Record excerpts:
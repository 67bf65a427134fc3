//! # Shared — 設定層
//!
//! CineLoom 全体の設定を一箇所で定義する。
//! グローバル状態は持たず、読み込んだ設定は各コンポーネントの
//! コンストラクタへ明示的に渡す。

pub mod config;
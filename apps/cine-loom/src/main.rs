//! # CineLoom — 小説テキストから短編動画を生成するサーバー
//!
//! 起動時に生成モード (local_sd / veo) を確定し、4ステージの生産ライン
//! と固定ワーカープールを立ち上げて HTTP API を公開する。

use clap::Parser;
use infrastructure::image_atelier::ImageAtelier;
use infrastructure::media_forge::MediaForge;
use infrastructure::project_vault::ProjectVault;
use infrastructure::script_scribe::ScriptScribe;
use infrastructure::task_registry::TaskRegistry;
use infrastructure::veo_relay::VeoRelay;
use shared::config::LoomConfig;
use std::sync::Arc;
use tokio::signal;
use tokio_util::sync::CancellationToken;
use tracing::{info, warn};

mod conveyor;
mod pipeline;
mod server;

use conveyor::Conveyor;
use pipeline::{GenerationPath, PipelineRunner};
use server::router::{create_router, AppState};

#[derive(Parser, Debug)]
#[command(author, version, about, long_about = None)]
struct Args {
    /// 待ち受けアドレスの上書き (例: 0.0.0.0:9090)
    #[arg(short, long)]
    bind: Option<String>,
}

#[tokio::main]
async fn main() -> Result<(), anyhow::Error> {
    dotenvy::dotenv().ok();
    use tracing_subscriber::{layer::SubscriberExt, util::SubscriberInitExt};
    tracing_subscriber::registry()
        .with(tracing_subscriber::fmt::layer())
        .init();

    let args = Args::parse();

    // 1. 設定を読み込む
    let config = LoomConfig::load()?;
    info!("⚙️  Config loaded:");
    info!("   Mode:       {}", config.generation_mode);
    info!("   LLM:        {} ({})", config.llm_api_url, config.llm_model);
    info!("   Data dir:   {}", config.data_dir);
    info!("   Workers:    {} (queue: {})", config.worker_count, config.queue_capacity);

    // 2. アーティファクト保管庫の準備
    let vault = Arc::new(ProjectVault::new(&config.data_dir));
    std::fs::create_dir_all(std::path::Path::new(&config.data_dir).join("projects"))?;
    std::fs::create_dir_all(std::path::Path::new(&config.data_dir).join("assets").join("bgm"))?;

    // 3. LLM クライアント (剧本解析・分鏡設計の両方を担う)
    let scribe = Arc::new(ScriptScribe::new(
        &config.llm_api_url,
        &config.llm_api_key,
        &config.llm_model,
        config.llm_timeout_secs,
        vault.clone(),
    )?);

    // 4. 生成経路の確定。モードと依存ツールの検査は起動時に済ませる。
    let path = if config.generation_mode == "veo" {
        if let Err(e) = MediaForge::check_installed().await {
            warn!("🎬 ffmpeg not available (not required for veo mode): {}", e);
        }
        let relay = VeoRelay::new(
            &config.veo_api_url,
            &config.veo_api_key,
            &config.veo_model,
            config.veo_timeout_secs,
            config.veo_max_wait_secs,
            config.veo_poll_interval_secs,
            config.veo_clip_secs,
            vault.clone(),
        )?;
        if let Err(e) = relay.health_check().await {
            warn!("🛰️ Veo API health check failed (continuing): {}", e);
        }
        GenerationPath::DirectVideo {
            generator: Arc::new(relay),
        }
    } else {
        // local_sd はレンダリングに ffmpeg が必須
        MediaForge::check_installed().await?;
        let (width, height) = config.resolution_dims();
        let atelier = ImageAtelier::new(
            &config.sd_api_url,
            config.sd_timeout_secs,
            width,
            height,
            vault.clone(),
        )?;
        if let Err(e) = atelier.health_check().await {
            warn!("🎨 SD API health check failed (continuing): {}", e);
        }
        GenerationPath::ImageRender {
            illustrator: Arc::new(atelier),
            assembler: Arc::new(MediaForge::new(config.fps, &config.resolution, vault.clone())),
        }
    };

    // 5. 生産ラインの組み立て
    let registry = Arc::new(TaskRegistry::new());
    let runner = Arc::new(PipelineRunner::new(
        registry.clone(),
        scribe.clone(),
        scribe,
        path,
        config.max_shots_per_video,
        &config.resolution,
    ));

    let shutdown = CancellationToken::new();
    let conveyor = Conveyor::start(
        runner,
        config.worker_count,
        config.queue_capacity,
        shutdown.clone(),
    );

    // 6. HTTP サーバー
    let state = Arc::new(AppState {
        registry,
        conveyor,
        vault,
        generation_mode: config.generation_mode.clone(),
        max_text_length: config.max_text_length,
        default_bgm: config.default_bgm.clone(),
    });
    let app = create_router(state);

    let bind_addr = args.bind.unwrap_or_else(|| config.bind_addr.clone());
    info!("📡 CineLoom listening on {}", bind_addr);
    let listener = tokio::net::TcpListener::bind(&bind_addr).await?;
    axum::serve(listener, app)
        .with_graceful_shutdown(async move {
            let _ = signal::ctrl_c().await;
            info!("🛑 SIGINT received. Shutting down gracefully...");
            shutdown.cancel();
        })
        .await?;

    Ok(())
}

What is required: Read the material above and copy out each line holding "VeoRelay".

Answer box:
use infrastructure::veo_relay::VeoRelay;
        let relay = VeoRelay::new(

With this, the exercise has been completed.